Exercise details.
In the data below, locate each line with the word "crate" and list it.

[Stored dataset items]
# # # # # # #

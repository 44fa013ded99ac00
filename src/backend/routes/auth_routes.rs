/**
 * Public Route Handlers
 *
 * Session endpoints that work without a session.
 *
 * # Routes
 *
 * - `POST /signin` - Check credentials, set the session cookie
 * - `POST /signup` - User registration
 * - `GET /signout` - Clear the session cookie
 */

use axum::{
    routing::{get, post},
    Router,
};

use crate::backend::auth::{login, logout, signup};
use crate::backend::server::state::AppState;

/// Configure public authentication routes
pub fn configure_auth_routes(router: Router<AppState>) -> Router<AppState> {
    router
        .route("/signin", post(login))
        .route("/signup", post(signup))
        .route("/signout", get(logout))
}
/**
 * Protected Route Handlers
 *
 * Every route here requires a valid session. The auth middleware is added
 * with `route_layer`, so it only runs for requests that matched one of these
 * routes; unknown paths still fall through to the 404 fallback.
 *
 * # Routes
 *
 * ## Users
 * - `GET /users/me` - Current user
 * - `PATCH /users/me` - Update name and email
 *
 * ## Movies
 * - `GET /movies` - All saved movies
 * - `POST /movies` - Save a movie
 * - `DELETE /movies/{movie_id}` - Delete one of the caller's movies
 */

use axum::{
    middleware::from_fn_with_state,
    routing::{delete, get},
    Router,
};

use crate::backend::auth::{get_me, update_me};
use crate::backend::middleware::auth_middleware;
use crate::backend::movies::{add_movie, get_movies, remove_movie};
use crate::backend::server::state::AppState;

/// Build the protected routes, wrapped in the auth middleware
pub fn protected_routes(state: AppState) -> Router<AppState> {
    Router::new()
        .route("/users/me", get(get_me).patch(update_me))
        .route("/movies", get(get_movies).post(add_movie))
        .route("/movies/{movie_id}", delete(remove_movie))
        .route_layer(from_fn_with_state(state, auth_middleware))
}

# # # # # # #

Your response.
use crate::backend::auth::{login, logout, signup};
use crate::backend::server::state::AppState;
use crate::backend::auth::{get_me, update_me};
use crate::backend::middleware::auth_middleware;
use crate::backend::movies::{add_movie, get_movies, remove_movie};
use crate::backend::server::state::AppState;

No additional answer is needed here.